My wife of 14 years moved to an apartment two months ago to rethink our marriage and her life in general. Much of what she does points to MLC. We have had some serious communication issues over the years and have each felt neglected in different ways. Our marriage has also been very good and we have always had a lot of respect for each other. She reached her breaking point, really told me how she was feeling and I really got it, but at this point she was questioning her commitment to the marriage. My commitment is unwavering. I have been putting in a huge effort and have truly changed and am changing in so many positive ways(all initiated by what she has told me). This has actually improved my relationships with other people as well.

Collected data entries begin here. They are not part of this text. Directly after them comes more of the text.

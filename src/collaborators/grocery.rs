use std::path::{Path, PathBuf};

use chrono::{DateTime, Utc};
use serde::{Deserialize, Serialize};
use tokio::sync::Mutex;
use tracing::{debug, info};

use crate::error::StoreError;

/// Default grocery list document name
pub const DEFAULT_DOCUMENT: &str = "Available Grocery Items";

/// One entry of the grocery list document
#[derive(Debug, Clone, PartialEq, Serialize, Deserialize)]
#[serde(rename_all = "camelCase")]
pub struct GroceryItem {
    pub item_name: String,
    pub quantity: f64,
    pub expiry_date: DateTime<Utc>,
}

/// A named grocery list document
///
/// A missing document or a missing `items` field both read as an empty list.
/// Appends never deduplicate.
#[async_trait::async_trait]
pub trait GroceryStore: Send + Sync {
    async fn fetch_items(&self) -> Result<Vec<GroceryItem>, StoreError>;

    async fn append_item(&self, item: GroceryItem) -> Result<(), StoreError>;
}

/// In-process grocery list
#[derive(Debug, Default)]
pub struct MemoryGroceryStore {
    items: Mutex<Vec<GroceryItem>>,
}

impl MemoryGroceryStore {
    pub fn new() -> Self {
        Self::default()
    }

    pub fn with_items(items: Vec<GroceryItem>) -> Self {
        Self {
            items: Mutex::new(items),
        }
    }
}

#[async_trait::async_trait]
impl GroceryStore for MemoryGroceryStore {
    async fn fetch_items(&self) -> Result<Vec<GroceryItem>, StoreError> {
        Ok(self.items.lock().await.clone())
    }

    async fn append_item(&self, item: GroceryItem) -> Result<(), StoreError> {
        self.items.lock().await.push(item);
        Ok(())
    }
}

#[derive(Debug, Default, Serialize, Deserialize)]
struct GroceryDocument {
    #[serde(default)]
    items: Option<Vec<GroceryItem>>,
}

/// Grocery list persisted as one JSON document on disk
///
/// Stored at `<dir>/<document>.json` as `{"items": [...]}`.
#[derive(Debug)]
pub struct FileGroceryStore {
    path: PathBuf,
    write_lock: Mutex<()>,
}

impl FileGroceryStore {
    pub fn new(dir: impl AsRef<Path>, document: &str) -> Self {
        let path = dir.as_ref().join(format!("{}.json", document));
        info!("Grocery list document: {}", path.display());

        Self {
            path,
            write_lock: Mutex::new(()),
        }
    }

    pub fn path(&self) -> &Path {
        &self.path
    }

    async fn read_document(&self) -> Result<GroceryDocument, StoreError> {
        match tokio::fs::read(&self.path).await {
            Ok(bytes) if bytes.iter().all(u8::is_ascii_whitespace) => Ok(GroceryDocument::default()),
            Ok(bytes) => Ok(serde_json::from_slice(&bytes)?),
            Err(e) if e.kind() == std::io::ErrorKind::NotFound => {
                debug!("No grocery document at {}", self.path.display());
                Ok(GroceryDocument::default())
            }
            Err(e) => Err(e.into()),
        }
    }

    async fn write_document(&self, document: &GroceryDocument) -> Result<(), StoreError> {
        if let Some(parent) = self.path.parent() {
            tokio::fs::create_dir_all(parent).await?;
        }

        let bytes = serde_json::to_vec_pretty(document)?;
        let tmp = self.path.with_extension("json.tmp");
        tokio::fs::write(&tmp, bytes).await?;
        tokio::fs::rename(&tmp, &self.path).await?;
        Ok(())
    }
}

#[async_trait::async_trait]
impl GroceryStore for FileGroceryStore {
    async fn fetch_items(&self) -> Result<Vec<GroceryItem>, StoreError> {
        Ok(self.read_document().await?.items.unwrap_or_default())
    }

    async fn append_item(&self, item: GroceryItem) -> Result<(), StoreError> {
        let _guard = self.write_lock.lock().await;

        let mut document = self.read_document().await?;
        document.items.get_or_insert_with(Vec::new).push(item);
        self.write_document(&document).await
    }
}
use chrono::{DateTime, Utc};
use serde::{Deserialize, Serialize};

/// Lifecycle state of the capture session
#[derive(Debug, Clone, Copy, PartialEq, Eq, Serialize, Deserialize)]
#[serde(rename_all = "snake_case")]
pub enum SessionState {
    /// No session, or the session was stopped
    Idle,
    /// An engine instance is listening
    Listening,
    /// The previous engine ended; a fresh one starts after the grace delay
    Restarting,
}

/// One finalized recognition result
#[derive(Debug, Clone, PartialEq, Serialize, Deserialize)]
pub struct Utterance {
    /// Recognized text (first alternative of the first result)
    pub text: String,

    /// When the result was received
    pub timestamp: DateTime<Utc>,
}

impl Utterance {
    pub fn new(text: impl Into<String>) -> Self {
        Self {
            text: text.into(),
            timestamp: Utc::now(),
        }
    }
}

/// Statistics about a capture session
#[derive(Debug, Clone, Serialize, Deserialize)]
pub struct SessionStats {
    /// Session identifier
    pub session_id: String,

    /// Current lifecycle state
    pub state: SessionState,

    /// When the session was last started, if ever
    pub started_at: Option<DateTime<Utc>>,

    /// Number of automatic restarts since the last start
    pub restarts: usize,

    /// Number of utterances emitted since the last start
    pub utterances: usize,
}
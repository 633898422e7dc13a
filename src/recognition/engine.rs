use crate::error::SpeechError;
use tokio::sync::mpsc;

/// Events delivered by a recognition engine instance
#[derive(Debug, Clone, PartialEq)]
pub enum EngineEvent {
    /// The engine began listening
    Start,
    /// A completed recognition: results × alternatives (transcripts)
    Result(Vec<Vec<String>>),
    /// A recognition error (network, no-speech, aborted, ...)
    Error(String),
    /// The engine stopped listening; no further events follow
    End,
}

impl EngineEvent {
    /// Convenience constructor for a single-result, single-alternative event
    pub fn transcript(text: impl Into<String>) -> Self {
        EngineEvent::Result(vec![vec![text.into()]])
    }
}

/// Configuration handed to every engine instance
#[derive(Debug, Clone, PartialEq, Eq)]
pub struct RecognitionConfig {
    /// Recognition locale (BCP 47)
    pub locale: String,
    /// Keep listening after the first result
    pub continuous: bool,
    /// Deliver partial (interim) results
    pub interim_results: bool,
    /// Maximum alternatives per result
    pub max_alternatives: u32,
}

impl Default for RecognitionConfig {
    fn default() -> Self {
        Self {
            locale: "en-US".to_string(),
            continuous: false,     // single-shot
            interim_results: false, // final results only
            max_alternatives: 1,
        }
    }
}

/// Speech recognition engine trait
///
/// One instance covers one listening cycle. The capture session builds a
/// fresh instance through an [`EngineFactory`] every time it restarts.
#[async_trait::async_trait]
pub trait RecognitionEngine: Send {
    /// Start listening
    ///
    /// Returns a channel receiver that will receive engine events. The
    /// engine must send [`EngineEvent::End`] (or close the channel) once it
    /// stops, whether on its own or after [`RecognitionEngine::stop`].
    async fn start(&mut self) -> Result<mpsc::Receiver<EngineEvent>, SpeechError>;

    /// Request the engine to stop listening
    async fn stop(&mut self) -> Result<(), SpeechError>;

    /// Get engine name for logging
    fn name(&self) -> &str;
}

/// Builds recognition engine instances
pub trait EngineFactory: Send + Sync {
    /// Create a new engine instance
    ///
    /// Fails with [`SpeechError::EngineUnavailable`] when the host has no
    /// recognition capability.
    fn create(&self, config: &RecognitionConfig) -> Result<Box<dyn RecognitionEngine>, SpeechError>;
}

/// Factory for hosts without any recognition capability
#[derive(Debug, Default, Clone, Copy)]
pub struct UnavailableEngineFactory;

impl EngineFactory for UnavailableEngineFactory {
    fn create(&self, _config: &RecognitionConfig) -> Result<Box<dyn RecognitionEngine>, SpeechError> {
        Err(SpeechError::EngineUnavailable(
            "no speech recognition backend is configured".to_string(),
        ))
    }
}
//! HTTP API server for external control (browser client, scripts)
//!
//! This module provides a REST API for driving the assistant:
//! - POST /assistant/listen/start - Start the listening session
//! - POST /assistant/listen/stop - Stop listening
//! - POST /assistant/speech/interrupt - Silence speech output
//! - POST /assistant/commands - Dispatch a typed utterance
//! - GET /assistant/status - Session and conversation status
//! - GET /health - Health check

mod handlers;
mod routes;
mod state;

pub use handlers::{CommandRequest, CommandResponse, ErrorResponse, InterruptResponse, ListeningResponse};
pub use routes::create_router;
pub use state::AppState;
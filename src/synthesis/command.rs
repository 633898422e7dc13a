// Speaks through an external TTS program such as `say` (macOS) or `espeak`.

use tokio::process::Command;
use tracing::debug;

use super::output::{SpeechRequest, SpeechSynthesizer, Voice};
use crate::error::SpeechError;

/// Runs a TTS command per utterance
///
/// The child is spawned with `kill_on_drop`, so dropping the `speak` future
/// (what `SpeechOutput::interrupt` does) kills it.
#[derive(Debug, Clone)]
pub struct CommandSynthesizer {
    program: String,
    voices: Vec<Voice>,
}

impl CommandSynthesizer {
    pub fn new(program: impl Into<String>, voices: Vec<Voice>) -> Self {
        Self {
            program: program.into(),
            voices,
        }
    }

    fn command(&self, request: &SpeechRequest) -> Command {
        let mut command = Command::new(&self.program);
        if let Some(voice) = &request.voice {
            command.arg("-v").arg(&voice.name);
        }
        command.arg(&request.text).kill_on_drop(true);
        command
    }
}

#[async_trait::async_trait]
impl SpeechSynthesizer for CommandSynthesizer {
    fn voices(&self) -> Vec<Voice> {
        self.voices.clone()
    }

    async fn speak(&self, request: SpeechRequest) -> Result<(), SpeechError> {
        debug!("Spawning '{}' for {} chars", self.program, request.text.len());

        let mut child = self
            .command(&request)
            .spawn()
            .map_err(|e| SpeechError::Synthesis(format!("failed to spawn {}: {}", self.program, e)))?;

        let status = child
            .wait()
            .await
            .map_err(|e| SpeechError::Synthesis(e.to_string()))?;

        if !status.success() {
            return Err(SpeechError::Synthesis(format!(
                "{} exited with {}",
                self.program, status
            )));
        }

        Ok(())
    }

    fn name(&self) -> &str {
        &self.program
    }
}
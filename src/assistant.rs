//! Assistant runtime
//!
//! Wires the capture session to the dispatcher: recognized utterances flow
//! through a channel into a pump task that dispatches each one as soon as
//! it arrives. Dispatches are not serialized, so two utterances in close
//! succession may complete in either order.

use std::sync::Arc;

use futures::future::{BoxFuture, FutureExt};
use futures::stream::{FuturesUnordered, StreamExt};
use serde::{Deserialize, Serialize};
use tokio::sync::mpsc;
use tokio::task::JoinHandle;
use tracing::{error, info};

use crate::dispatch::{Dispatcher, Exchange};
use crate::error::SpeechError;
use crate::recognition::EngineFactory;
use crate::session::{CaptureSession, SessionConfig, SessionState, SessionStats, Utterance};

/// Recognized utterances waiting for the pump
const UTTERANCE_BUFFER: usize = 16;

/// Snapshot of the assistant for status displays
#[derive(Debug, Clone, Serialize, Deserialize)]
pub struct AssistantStatus {
    pub session: SessionStats,
    pub awaiting_item_details: bool,
    pub speaking: bool,
    pub latest: Option<Exchange>,
}

pub struct Assistant {
    session: CaptureSession,
    dispatcher: Arc<Dispatcher>,
    pump: JoinHandle<()>,
}

impl Assistant {
    /// Build the runtime; must be called inside a tokio runtime
    pub fn new(factory: Arc<dyn EngineFactory>, config: SessionConfig, dispatcher: Arc<Dispatcher>) -> Self {
        let (utterance_tx, utterance_rx) = mpsc::channel(UTTERANCE_BUFFER);

        let session = CaptureSession::new(factory, config, utterance_tx);
        let pump = tokio::spawn(pump_utterances(utterance_rx, Arc::clone(&dispatcher)));

        Self {
            session,
            dispatcher,
            pump,
        }
    }

    pub async fn start_listening(&self) -> Result<(), SpeechError> {
        self.session.start().await
    }

    pub async fn stop_listening(&self) {
        self.session.stop().await
    }

    pub fn is_listening(&self) -> bool {
        self.session.is_active()
    }

    /// Silence the speech output; a no-op when nothing is speaking
    pub async fn interrupt(&self) -> bool {
        self.dispatcher.output().interrupt().await
    }

    /// Dispatch typed text as if it had been recognized
    pub async fn handle_text(&self, text: &str) -> Exchange {
        self.dispatcher.dispatch(&Utterance::new(text)).await
    }

    /// Resolve once the capture session is idle
    pub async fn wait_until_idle(&self) {
        let mut state = self.session.subscribe();
        let _ = state.wait_for(|s| *s == SessionState::Idle).await;
    }

    pub async fn status(&self) -> AssistantStatus {
        AssistantStatus {
            session: self.session.stats(),
            awaiting_item_details: self.dispatcher.awaiting_item_details(),
            speaking: self.dispatcher.output().is_speaking().await,
            latest: self.dispatcher.latest(),
        }
    }

    pub fn dispatcher(&self) -> &Arc<Dispatcher> {
        &self.dispatcher
    }

    /// Stop listening and let in-flight dispatches finish
    pub async fn shutdown(self) {
        let Assistant {
            session,
            dispatcher,
            pump,
        } = self;

        session.stop().await;
        drop(session);

        if let Err(e) = pump.await {
            error!("Utterance pump panicked: {}", e);
        }
        dispatcher.output().drain().await;

        info!("Assistant shut down");
    }
}

async fn pump_utterances(mut utterances: mpsc::Receiver<Utterance>, dispatcher: Arc<Dispatcher>) {
    let mut in_flight: FuturesUnordered<BoxFuture<'static, Exchange>> = FuturesUnordered::new();

    loop {
        tokio::select! {
            utterance = utterances.recv() => match utterance {
                Some(utterance) => {
                    let dispatcher = Arc::clone(&dispatcher);
                    in_flight.push(async move { dispatcher.dispatch(&utterance).await }.boxed());
                }
                None => break,
            },
            Some(_) = in_flight.next(), if !in_flight.is_empty() => {}
        }
    }

    while in_flight.next().await.is_some() {}
}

She does see this but is so hesitant to commit to working on the marriage. At times she begins feeling close to me and we can have some wonderful times together but this seems to scare her and she pulls away. This is a cycle that has been going on for a couple of months. Has anyone else experienced this? Any advice?


----------



## accept (Dec 1, 2011)

You dont mention if you have children and if the marriage was at one time good and why it went sour. You write told you how she was feeling which I understand meaning wanting divorce. But you dont say why. Maybe she is still not sure that you have changed or will keep being changed.


----------



## allthegoodnamesaregone (Nov 18, 2011)

wantitmorethananything said:


> My wife of 14 years moved to an apartment two months ago to rethink our marriage and her life in general. Much of what she does points to MLC. We have had some serious communication issues over the years and have each felt neglected in different ways. Our marriage has also been very good and we have always had a lot of respect for each other. She reached her breaking point, really told me how she was feeling and I really got it, but at this point she was questioning her commitment to the marriage. My commitment is unwavering. I have been putting in a huge effort and have truly changed and am changing in so many positive ways(all initiated by what she has told me). This has actually improved my relationships with other people as well. She does see this but is so hesitant to commit to working on the marriage. At times she begins feeling close to me and we can have some wonderful times together but this seems to scare her and she pulls away. This is a cycle that has been going on for a couple of months. Has anyone else experienced this? Any advice?


Yep, there's probably another man. Hire a PI and save yourself years of grief one way or the other.


----------